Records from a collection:

□ □ □ □ □

//! Seed resolution and seeded gaussian noise.
//!
//! Noise comes from a PCG32 stream with a Box–Muller transform, so a given seed yields the same
//! latents on every platform and device.

use candle_core::{Device, Result, Shape, Tensor};
use rand::Rng;

/// Upper bound of the per-job seed drawn when the configuration leaves the seed unset.
pub const JOB_SEED_MAX: i64 = 100_000;

/// Maps a requested seed to the one actually used: negative values draw a fresh seed.
pub fn resolve_seed(seed: i64) -> u64 {
    if seed >= 0 {
        seed as u64
    } else {
        rand::thread_rng().gen_range(0..=i64::MAX as u64)
    }
}

/// Seed for one job of a run: the configured seed, or a fresh draw in `[0, JOB_SEED_MAX]`.
pub fn job_seed(configured: Option<i64>) -> i64 {
    configured.unwrap_or_else(|| rand::thread_rng().gen_range(0..=JOB_SEED_MAX))
}

const PCG_MULTIPLIER: u64 = 6364136223846793005;
const NOISE_STREAM: u64 = 0x4875_4d6f;

/// PCG32 (XSH-RR) generator producing standard normal samples.
#[derive(Debug, Clone)]
pub struct NoiseGenerator {
    state: u64,
    inc: u64,
    spare: Option<f64>,
}

impl NoiseGenerator {
    pub fn new(seed: u64) -> Self {
        let mut rng = Self {
            state: 0,
            inc: (NOISE_STREAM << 1) | 1,
            spare: None,
        };
        rng.next_u32();
        rng.state = rng.state.wrapping_add(seed);
        rng.next_u32();
        rng
    }

    fn next_u32(&mut self) -> u32 {
        let old = self.state;
        self.state = old.wrapping_mul(PCG_MULTIPLIER).wrapping_add(self.inc);
        let xorshifted = (((old >> 18) ^ old) >> 27) as u32;
        xorshifted.rotate_right((old >> 59) as u32)
    }

    /// Uniform sample in `(0, 1]` with 53 bits of precision.
    fn next_open_unit(&mut self) -> f64 {
        let hi = u64::from(self.next_u32()) << 21;
        let lo = u64::from(self.next_u32()) >> 11;
        ((hi | lo) as f64 + 1.0) / (1u64 << 53) as f64
    }

    pub fn next_gaussian(&mut self) -> f64 {
        if let Some(z) = self.spare.take() {
            return z;
        }
        let u1 = self.next_open_unit();
        let u2 = self.next_open_unit();
        let mag = (-2.0 * u1.ln()).sqrt();
        let theta = std::f64::consts::TAU * u2;
        self.spare = Some(mag * theta.sin());
        mag * theta.cos()
    }

    /// `f32` tensor of standard normal samples.
    pub fn randn(&mut self, shape: impl Into<Shape>, device: &Device) -> Result<Tensor> {
        let shape = shape.into();
        let data: Vec<f32> = (0..shape.elem_count())
            .map(|_| self.next_gaussian() as f32)
            .collect();
        Tensor::from_vec(data, shape, device)
    }
}
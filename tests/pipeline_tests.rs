//! End-to-end tests of the HuMo pipeline with stand-in models
//!
//! - Forward-pass count per step and output geometry
//! - Seed determinism
//! - Frame count derived from audio
//! - Latent channel and dtype agreement with the VAE
//! - Residency order and error propagation

use std::cell::Cell;
use std::collections::HashMap;
use std::path::Path;
use std::rc::Rc;
use std::sync::Arc;

use candle_core::{DType, Device, Tensor};
use candle_humo::config::ConfigError;
use candle_humo::mock::{MockTextEncoder, MockTransformer, MockVae};
use candle_humo::offload::Transition;
use candle_humo::pipeline::LatentLayout;
use candle_humo::{
    DeviceScope, GenerationConfig, HumoPipeline, InferenceRequest, MemoryOrchestrator, Offload,
    PipelineError, PrecomputedAudioFeatures, Residency, VideoVae, ZeroLatentTemplate,
};
use image::{Rgb, RgbImage};

// ============================================================================
// Generation Tests
// ============================================================================

#[test]
fn test_ta_run_three_passes_per_step() {
    let config = small_config("TA", 9, 4);
    let (mut pipeline, calls) = build_pipeline(&config, MockTransformer::new());

    let video = pipeline.inference(&request("a person talking", 42)).unwrap();

    assert_eq!(calls.get(), 4 * 3);
    // 9 frames -> 3 latent frames; the single reference frame is stripped
    assert_eq!(video.latent_frames, 3);
    assert_eq!(video.frames.dims(), &[3, 9, 32, 64]);
    assert_eq!(video.seed, 42);
}

#[test]
fn test_tia_run_with_reference_image() {
    let dir = tempfile::tempdir().unwrap();
    let img = dir.path().join("face.png");
    RgbImage::from_pixel(48, 48, Rgb([200, 120, 90])).save(&img).unwrap();

    let config = small_config("TIA", 5, 3);
    let (mut pipeline, calls) = build_pipeline(&config, MockTransformer::new());
    let mut req = request("a singer", 7);
    req.ref_images = vec![img];

    let video = pipeline.inference(&req).unwrap();
    assert_eq!(calls.get(), 9);
    assert_eq!(video.latent_frames, 2);
    assert_eq!(video.frames.dims(), &[3, 5, 32, 64]);
}

#[test]
fn test_ta_run_default_frame_count() {
    // 76 frames at 50 steps: the frame count the default configuration ships with
    let config = small_config("TA", 76, 50);
    let (mut pipeline, calls) = build_pipeline(&config, MockTransformer::new());

    let video = pipeline.inference(&request("a person talking", 42)).unwrap();

    assert_eq!(calls.get(), 50 * 3);
    // 76 -> 73 frames -> 19 generated latent frames
    assert_eq!(video.latent_frames, 19);
    assert_eq!(video.frames.dims(), &[3, 73, 32, 64]);
}

#[test]
fn test_tia_run_with_bf16_vae() {
    let dir = tempfile::tempdir().unwrap();
    let img = dir.path().join("face.png");
    RgbImage::from_pixel(48, 48, Rgb([200, 120, 90])).save(&img).unwrap();

    let config = small_config("TIA", 5, 2);
    let (mut pipeline, calls) = build_pipeline_with_vae(
        &config,
        Box::new(Bf16Vae(MockVae::new(config.z_dim))),
        MockTransformer::new(),
    );
    let mut req = request("a singer", 7);
    req.ref_images = vec![img];

    let video = pipeline.inference(&req).unwrap();
    assert_eq!(calls.get(), 6);
    assert_eq!(video.latent_frames, 2);
    assert_eq!(video.frames.dims(), &[3, 5, 32, 64]);
}

#[test]
fn test_frame_count_is_rounded_down() {
    let config = small_config("TA", 12, 1);
    let (mut pipeline, _) = build_pipeline(&config, MockTransformer::new());
    let video = pipeline.inference(&request("x", 1)).unwrap();
    // 12 -> 9 frames
    assert_eq!(video.frames.dims()[1], 9);
}

#[test]
fn test_same_seed_same_video() {
    let config = small_config("TA", 5, 3);
    let (mut a, _) = build_pipeline(&config, MockTransformer::new());
    let (mut b, _) = build_pipeline(&config, MockTransformer::new());

    let va = a.inference(&request("same prompt", 42)).unwrap();
    let vb = b.inference(&request("same prompt", 42)).unwrap();
    assert_eq!(values(&va.frames), values(&vb.frames));

    let vc = b.inference(&request("same prompt", 43)).unwrap();
    assert_ne!(values(&va.frames), values(&vc.frames));
}

#[test]
fn test_negative_seed_is_resolved() {
    let config = small_config("TA", 1, 1);
    let (mut pipeline, _) = build_pipeline(&config, MockTransformer::new());
    let video = pipeline.inference(&request("x", -1)).unwrap();
    assert!(video.seed <= i64::MAX as u64);
    assert_eq!(video.frames.dims(), &[3, 1, 32, 64]);
}

#[test]
fn test_frames_follow_audio_length() {
    let dir = tempfile::tempdir().unwrap();
    let wav = dir.path().join("voice.wav");
    write_features(&wav, 14);

    let config = small_config("TA", -1, 2);
    let (mut pipeline, _) = build_pipeline(&config, MockTransformer::new());
    let mut req = request("x", 3);
    req.audio = Some(wav);

    let video = pipeline.inference(&req).unwrap();
    // 14 audio frames -> 13 video frames
    assert_eq!(video.frames.dims()[1], 13);
    assert_eq!(video.latent_frames, 4);
}

#[test]
fn test_frames_from_audio_without_audio_is_rejected() {
    let config = small_config("TA", -1, 2);
    let (mut pipeline, calls) = build_pipeline(&config, MockTransformer::new());
    let err = pipeline.inference(&request("x", 3)).unwrap_err();
    assert!(matches!(
        err,
        PipelineError::Config(ConfigError::FramesFromAudioWithoutAudio)
    ));
    assert_eq!(calls.get(), 0);
}

#[test]
fn test_frames_from_audio_is_checked_before_reference_encoding() {
    let dir = tempfile::tempdir().unwrap();
    let img = dir.path().join("face.png");
    RgbImage::from_pixel(48, 48, Rgb([10, 20, 30])).save(&img).unwrap();

    let config = small_config("TIA", -1, 2);
    let (mut pipeline, calls) = build_pipeline(&config, MockTransformer::new());
    let mut req = request("x", 3);
    req.ref_images = vec![img];

    let err = pipeline.inference(&req).unwrap_err();
    assert!(matches!(
        err,
        PipelineError::Config(ConfigError::FramesFromAudioWithoutAudio)
    ));
    assert_eq!(calls.get(), 0);
    // the VAE was never loaded
    assert!(pipeline.models_mut().take_transitions().is_empty());
}

#[test]
fn test_vae_latent_channels_must_match_config() {
    let config = small_config("TA", 5, 2);
    let device = Device::Cpu;
    let models = MemoryOrchestrator::new(
        DeviceScope::new(device.clone()),
        Box::new(MockTextEncoder::default()),
        Box::new(MockVae::new(8)),
        Box::new(MockTransformer::new()),
        Box::new(PrecomputedAudioFeatures::new(config.audio_encoding)),
    );
    let zero = ZeroLatentTemplate::zeros(config.z_dim, 8, config.latent_size(), &device).unwrap();

    let err = HumoPipeline::new(Arc::clone(&config), models, zero).err().unwrap();
    assert!(matches!(
        err,
        PipelineError::Config(ConfigError::LatentChannels {
            what: "VAE",
            found: 8,
            expected: 16,
        })
    ));
}

#[test]
fn test_zero_latent_channels_must_match_config() {
    let config = small_config("TA", 5, 2);
    let device = Device::Cpu;
    let models = MemoryOrchestrator::new(
        DeviceScope::new(device.clone()),
        Box::new(MockTextEncoder::default()),
        Box::new(MockVae::new(config.z_dim)),
        Box::new(MockTransformer::new()),
        Box::new(PrecomputedAudioFeatures::new(config.audio_encoding)),
    );
    let zero = ZeroLatentTemplate::zeros(4, 8, config.latent_size(), &device).unwrap();

    let err = HumoPipeline::new(Arc::clone(&config), models, zero).err().unwrap();
    assert!(matches!(
        err,
        PipelineError::Config(ConfigError::LatentChannels { what: "zero latent", .. })
    ));
}

#[test]
fn test_latent_layout() {
    let config = GenerationConfig::from_json_str("{}").unwrap();
    let layout = LatentLayout::new(&config, 97, 1);
    assert_eq!(layout.frames, 26);
    assert_eq!((layout.height, layout.width), (60, 104));
    assert_eq!(layout.seq_len, 60 * 104 * 26 / 4);
    assert_eq!(layout.target_shape(16), (16, 26, 60, 104));
}

// ============================================================================
// Residency Tests
// ============================================================================

#[test]
fn test_models_are_loaded_one_at_a_time() {
    let config = small_config("TA", 5, 2);
    let (mut pipeline, _) = build_pipeline(&config, MockTransformer::new());
    pipeline.inference(&request("x", 5)).unwrap();

    let transitions = pipeline.models_mut().take_transitions();
    let order: Vec<(&str, Residency)> = transitions.iter().map(|t| (t.model, t.to)).collect();
    assert_eq!(
        order,
        vec![
            ("text_encoder", Residency::Resident),
            ("text_encoder", Residency::Offloaded),
            ("dit", Residency::Resident),
            ("dit", Residency::Offloaded),
            ("vae", Residency::Resident),
            ("vae", Residency::Offloaded),
        ]
    );
    assert_exclusive(&transitions);
    assert!(
        pipeline
            .models()
            .residency()
            .iter()
            .all(|(_, r)| *r == Residency::Offloaded)
    );
}

#[test]
fn test_transformer_failure_offloads_and_propagates() {
    let config = small_config("TA", 5, 3);
    let (mut pipeline, calls) = build_pipeline(&config, MockTransformer::failing_after(4));

    let err = pipeline.inference(&request("x", 5)).unwrap_err();
    assert!(matches!(err, PipelineError::Candle(_)));
    assert_eq!(calls.get(), 4);
    assert!(
        pipeline
            .models()
            .residency()
            .iter()
            .all(|(_, r)| *r == Residency::Offloaded)
    );
}

// ============================================================================
// Helper functions
// ============================================================================

fn small_config(mode: &str, frames: i64, steps: usize) -> Arc<GenerationConfig> {
    let json = serde_json::json!({
        "mode": mode,
        "width": 64,
        "height": 32,
        "frames": frames,
        "audio_encoding": "wav2vec",
        "sample_neg_prompt": "blurry, static",
        "sampling": { "steps": steps, "shift": 5.0 },
    });
    Arc::new(GenerationConfig::from_json_str(&json.to_string()).unwrap())
}

fn build_pipeline(
    config: &Arc<GenerationConfig>,
    dit: MockTransformer,
) -> (HumoPipeline<'static>, Rc<Cell<usize>>) {
    build_pipeline_with_vae(config, Box::new(MockVae::new(config.z_dim)), dit)
}

fn build_pipeline_with_vae(
    config: &Arc<GenerationConfig>,
    vae: Box<dyn VideoVae>,
    dit: MockTransformer,
) -> (HumoPipeline<'static>, Rc<Cell<usize>>) {
    let device = Device::Cpu;
    let calls = dit.calls();
    let models = MemoryOrchestrator::new(
        DeviceScope::new(device.clone()),
        Box::new(MockTextEncoder::default()),
        vae,
        Box::new(dit),
        Box::new(PrecomputedAudioFeatures::new(config.audio_encoding)),
    );
    let zero = ZeroLatentTemplate::zeros(config.z_dim, 32, config.latent_size(), &device).unwrap();
    (HumoPipeline::new(Arc::clone(config), models, zero).unwrap(), calls)
}

/// Encodes to bf16, as half-precision VAE weights do.
struct Bf16Vae(MockVae);

impl Offload for Bf16Vae {
    fn move_to(&mut self, device: &Device) -> candle_core::Result<()> {
        self.0.move_to(device)
    }
}

impl VideoVae for Bf16Vae {
    fn z_dim(&self) -> usize {
        self.0.z_dim()
    }

    fn encode(&self, videos: &[Tensor]) -> candle_core::Result<Vec<Tensor>> {
        self.0
            .encode(videos)?
            .iter()
            .map(|z| z.to_dtype(DType::BF16))
            .collect()
    }

    fn decode(&self, latents: &[Tensor]) -> candle_core::Result<Vec<Tensor>> {
        self.0.decode(latents)
    }
}

fn request(prompt: &str, seed: i64) -> InferenceRequest {
    InferenceRequest {
        prompt: prompt.to_string(),
        seed,
        ..Default::default()
    }
}

fn values(t: &Tensor) -> Vec<f32> {
    t.flatten_all().unwrap().to_vec1::<f32>().unwrap()
}

fn write_features(wav: &Path, frames: usize) {
    let emb = Tensor::rand(0f32, 1f32, (frames, 5, 8), &Device::Cpu).unwrap();
    let mut tensors = HashMap::new();
    tensors.insert(PrecomputedAudioFeatures::TENSOR_NAME.to_string(), emb);
    candle_core::safetensors::save(&tensors, PrecomputedAudioFeatures::feature_path(wav)).unwrap();
}

fn assert_exclusive(transitions: &[Transition]) {
    let mut resident: Option<&str> = None;
    for t in transitions {
        match t.to {
            Residency::Resident => {
                assert!(resident.is_none(), "{} loaded while {resident:?} resident", t.model);
                resident = Some(t.model);
            }
            Residency::Offloaded => {
                assert_eq!(resident, Some(t.model));
                resident = None;
            }
        }
    }
}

□ □ □ □ □

- [Problem statement] The answer must consist of every line above that contains the word "RgbImage".

- [Your solution]
use image::{Rgb, RgbImage};
    RgbImage::from_pixel(48, 48, Rgb([200, 120, 90])).save(&img).unwrap();
    RgbImage::from_pixel(48, 48, Rgb([200, 120, 90])).save(&img).unwrap();
    RgbImage::from_pixel(48, 48, Rgb([10, 20, 30])).save(&img).unwrap();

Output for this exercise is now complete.